[Start of Attachment]

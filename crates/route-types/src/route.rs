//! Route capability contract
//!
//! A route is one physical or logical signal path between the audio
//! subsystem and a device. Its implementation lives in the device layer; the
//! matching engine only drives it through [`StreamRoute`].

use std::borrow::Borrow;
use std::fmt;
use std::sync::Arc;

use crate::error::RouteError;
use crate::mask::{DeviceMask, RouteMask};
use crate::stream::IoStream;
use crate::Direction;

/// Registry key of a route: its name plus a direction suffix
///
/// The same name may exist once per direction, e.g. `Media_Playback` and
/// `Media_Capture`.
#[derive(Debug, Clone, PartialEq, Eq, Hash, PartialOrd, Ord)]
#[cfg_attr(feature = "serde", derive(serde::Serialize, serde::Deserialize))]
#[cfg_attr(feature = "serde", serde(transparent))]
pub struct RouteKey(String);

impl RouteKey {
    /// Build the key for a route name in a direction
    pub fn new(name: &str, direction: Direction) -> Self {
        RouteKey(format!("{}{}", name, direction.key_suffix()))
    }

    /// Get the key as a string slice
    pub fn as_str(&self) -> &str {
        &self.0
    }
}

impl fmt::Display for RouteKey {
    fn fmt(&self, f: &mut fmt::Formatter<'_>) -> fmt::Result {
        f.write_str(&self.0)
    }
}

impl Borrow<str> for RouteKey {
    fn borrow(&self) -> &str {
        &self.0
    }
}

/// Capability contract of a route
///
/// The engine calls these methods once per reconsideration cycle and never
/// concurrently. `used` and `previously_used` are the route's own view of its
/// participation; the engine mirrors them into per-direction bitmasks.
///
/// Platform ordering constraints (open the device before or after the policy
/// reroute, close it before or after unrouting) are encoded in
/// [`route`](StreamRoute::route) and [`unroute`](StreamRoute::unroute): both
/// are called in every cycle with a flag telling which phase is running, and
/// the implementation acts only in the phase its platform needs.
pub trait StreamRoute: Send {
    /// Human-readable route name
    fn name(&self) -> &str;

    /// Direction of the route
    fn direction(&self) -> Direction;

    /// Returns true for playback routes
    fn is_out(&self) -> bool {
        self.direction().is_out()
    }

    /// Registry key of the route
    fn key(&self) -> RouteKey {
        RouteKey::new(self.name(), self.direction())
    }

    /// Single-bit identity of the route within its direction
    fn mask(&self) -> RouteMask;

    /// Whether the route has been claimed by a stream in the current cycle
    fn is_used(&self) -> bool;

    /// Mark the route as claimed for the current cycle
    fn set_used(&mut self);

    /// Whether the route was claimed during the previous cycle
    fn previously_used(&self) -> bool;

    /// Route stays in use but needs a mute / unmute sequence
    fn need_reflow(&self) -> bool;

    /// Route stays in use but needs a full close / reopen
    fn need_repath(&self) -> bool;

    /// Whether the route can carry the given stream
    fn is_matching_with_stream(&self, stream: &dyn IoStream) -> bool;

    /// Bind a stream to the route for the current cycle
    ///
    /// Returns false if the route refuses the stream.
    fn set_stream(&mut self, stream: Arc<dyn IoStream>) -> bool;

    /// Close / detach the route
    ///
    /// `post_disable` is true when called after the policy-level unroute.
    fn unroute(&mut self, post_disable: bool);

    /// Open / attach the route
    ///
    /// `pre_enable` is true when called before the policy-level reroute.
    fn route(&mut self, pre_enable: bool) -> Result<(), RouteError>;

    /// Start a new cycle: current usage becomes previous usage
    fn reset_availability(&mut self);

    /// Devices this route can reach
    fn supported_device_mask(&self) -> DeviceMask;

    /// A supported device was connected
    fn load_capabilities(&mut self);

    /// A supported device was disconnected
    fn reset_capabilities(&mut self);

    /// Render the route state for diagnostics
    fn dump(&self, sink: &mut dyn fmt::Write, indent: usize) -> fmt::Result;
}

[End of Attachment]

Task brief |
All lines from the top of the data through the line containing "use std::sync::Arc;" need to be retyped exactly, and nothing more.

Final answer |
filename crates/route-types/src/route.rs
//! Route capability contract
//!
//! A route is one physical or logical signal path between the audio
//! subsystem and a device. Its implementation lives in the device layer; the
//! matching engine only drives it through [`StreamRoute`].

use std::borrow::Borrow;
use std::fmt;
use std::sync::Arc;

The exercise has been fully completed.